指導的地位に占める女性の割合を2020年に30%とする目標を達成するために、政府が本気度を上げている。
進まぬ女性登用~なぜ女性はロールモデルを必要とするのか

 今年4月から、各証券取引所が上場企業に対し、女性の管理職への登用状況を「見える化」し、報告書「コーポレート・ガバナンス」に記載するよう促す取り組みをスタートさせた。6月には、日本経済の再生に向けた3本目の矢である成長戦略「日本再興戦略」に、“女性が輝く日本へ”として特集ページが組まれ、全上場企業に対して役員に1人は女性を登用してほしいとの安倍首相のコメントが発表された。内閣府はさらに来年1月より、上場企業を対象に、男女別の役員数や管理職数、勤続年数のほか、産休取得者数や育休からの復職率、月平均残業時間、入社3年後の定着率など計12項目にわたり、了承を得た企業のデータを内閣府のホームページで公表することとした。データの開示により目標達成のスピードが加速されるとともに、社外からは女性の登用状況が分かるだけでなく、社員の働き方を推測する手掛かりともなるため、就活中の学生にとっても有用な情報となると思われる。
 このように、女性の登用を後押しする取り組みが貢献してか、女性登用に関するニュースは連日報道され、女性登用に対する取り組みが以前よりも進んでいることは皮膚感としても伝わってくる。
 その一方で、管理職への女性登用が促進されない実態も存在する。背景には、日本の家族制度から来る男女の固定的な役割分担や意識、総合職・一般職等の複線型人事管理の弊害、男性の(もしくは男性的な)企業戦士的、長時間対応型の働き方への奨励、女性側の就業意識、ロールモデルの不在等が挙げられる。
 これらの背景については一般的に語られる内容であるが、女性登用を進める上で、女性側からよく出てくるのが“ロールモデルの不在”である。現在登用されている多くの女性は、結婚していないか、子供がいないか、子供がいても離婚しているかで、しかも男性と同等(か、それ以上)に働く傾向にある。若手からは、これは自分たちにとってのロールモデルではなく、望んでいるのは、結婚して子供もいて、女性ならではの管理職っぷりを発揮している人を求めているのだと言われる。
 不思議なのは、なぜ女性は“ロールモデル”を求めるのだろう。他の人より突出することを好まずに群れるというのは男女に関わらず見られる傾向だし、他人と同じスタイルを好まないというのは個別性であり男女の問題ではないと思われる。そもそも、男性に対して育児休暇取得が促進しない理由を聞いても、“ロールモデルの不在”とは言わないだろう。これは女性固有の意識のように思える。

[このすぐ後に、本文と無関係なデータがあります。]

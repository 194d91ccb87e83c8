use std::collections::HashSet;

use quiz_core::model::{Level, Question, Quiz, QuizError, QuizId};
use serde::{Deserialize, Serialize};
use thiserror::Error;

const BUILTIN_QUIZZES: &str = include_str!("../data/quizzes.json");

/// Errors raised while building a question bank.
#[derive(Debug, Error)]
#[non_exhaustive]
pub enum BankError {
    #[error("malformed question bank: {0}")]
    Parse(#[from] serde_json::Error),

    #[error("quiz {id}: {source}")]
    InvalidQuiz {
        id: String,
        #[source]
        source: QuizError,
    },

    #[error("duplicate quiz id: {0}")]
    DuplicateId(QuizId),
}

/// Read-only source of quizzes keyed by id.
pub trait QuestionBank: Send + Sync {
    /// Look up a quiz by id. `None` when the bank has no such quiz.
    fn get_quiz_by_id(&self, id: &QuizId) -> Option<Quiz>;

    /// All quizzes in bank order.
    fn list_quizzes(&self) -> Vec<Quiz>;
}

/// Serialized shape of a quiz in the bundled JSON.
#[derive(Debug, Clone, Serialize, Deserialize)]
pub struct QuizRecord {
    pub id: QuizId,
    pub title: String,
    pub level: Level,
    pub questions: Vec<QuestionRecord>,
}

#[derive(Debug, Clone, Serialize, Deserialize)]
pub struct QuestionRecord {
    pub title: String,
    pub alternatives: Vec<String>,
    pub correct: usize,
}

impl QuizRecord {
    #[must_use]
    pub fn from_quiz(quiz: &Quiz) -> Self {
        Self {
            id: quiz.id().clone(),
            title: quiz.title().to_owned(),
            level: quiz.level(),
            questions: quiz
                .questions()
                .iter()
                .map(|q| QuestionRecord {
                    title: q.title().to_owned(),
                    alternatives: q.alternatives().to_vec(),
                    correct: q.correct(),
                })
                .collect(),
        }
    }

    /// Convert the record into a validated domain `Quiz`.
    ///
    /// # Errors
    ///
    /// Returns `QuizError` if the quiz or one of its questions is invalid.
    pub fn into_quiz(self) -> Result<Quiz, QuizError> {
        let questions = self
            .questions
            .into_iter()
            .enumerate()
            .map(|(index, q)| {
                Question::new(q.title, q.alternatives, q.correct)
                    .map_err(|source| QuizError::InvalidQuestion { index, source })
            })
            .collect::<Result<Vec<_>, _>>()?;
        Quiz::new(self.id, self.title, self.level, questions)
    }
}

/// In-process question bank. Immutable after construction.
#[derive(Debug, Clone, Default)]
pub struct StaticQuestionBank {
    quizzes: Vec<Quiz>,
}

impl StaticQuestionBank {
    /// Bank with the quizzes shipped in `data/quizzes.json`.
    ///
    /// # Errors
    ///
    /// Returns `BankError` if the bundled data is malformed.
    pub fn builtin() -> Result<Self, BankError> {
        Self::from_json(BUILTIN_QUIZZES)
    }

    /// # Errors
    ///
    /// Returns `BankError` on malformed JSON, invalid quizzes or duplicate ids.
    pub fn from_json(json: &str) -> Result<Self, BankError> {
        let records: Vec<QuizRecord> = serde_json::from_str(json)?;
        let quizzes = records
            .into_iter()
            .map(|record| {
                let id = record.id.to_string();
                record
                    .into_quiz()
                    .map_err(|source| BankError::InvalidQuiz { id, source })
            })
            .collect::<Result<Vec<_>, _>>()?;
        Self::from_quizzes(quizzes)
    }

    /// # Errors
    ///
    /// Returns `BankError::DuplicateId` if two quizzes share an id.
    pub fn from_quizzes(quizzes: Vec<Quiz>) -> Result<Self, BankError> {
        let mut seen = HashSet::new();
        for quiz in &quizzes {
            if !seen.insert(quiz.id().clone()) {
                return Err(BankError::DuplicateId(quiz.id().clone()));
            }
        }
        Ok(Self { quizzes })
    }

    #[must_use]
    pub fn len(&self) -> usize {
        self.quizzes.len()
    }

    #[must_use]
    pub fn is_empty(&self) -> bool {
        self.quizzes.is_empty()
    }
}

impl QuestionBank for StaticQuestionBank {
    fn get_quiz_by_id(&self, id: &QuizId) -> Option<Quiz> {
        self.quizzes.iter().find(|quiz| quiz.id() == id).cloned()
    }

    fn list_quizzes(&self) -> Vec<Quiz> {
        self.quizzes.clone()
    }
}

 ちなみに、旧型の女性管理職は、“ロールモデルの不在”を言わない人が多いと思われる。男性社会であることは重々承知しているし、むしろ「男性社会だからといって何なの?」という認識をもっているのではないか。となると、現在の候補者たちにヒアリングして、“ロールモデルの不在”を挙げなかった人は登用人材の有力候補であるかもしれない、と密かに思うのである。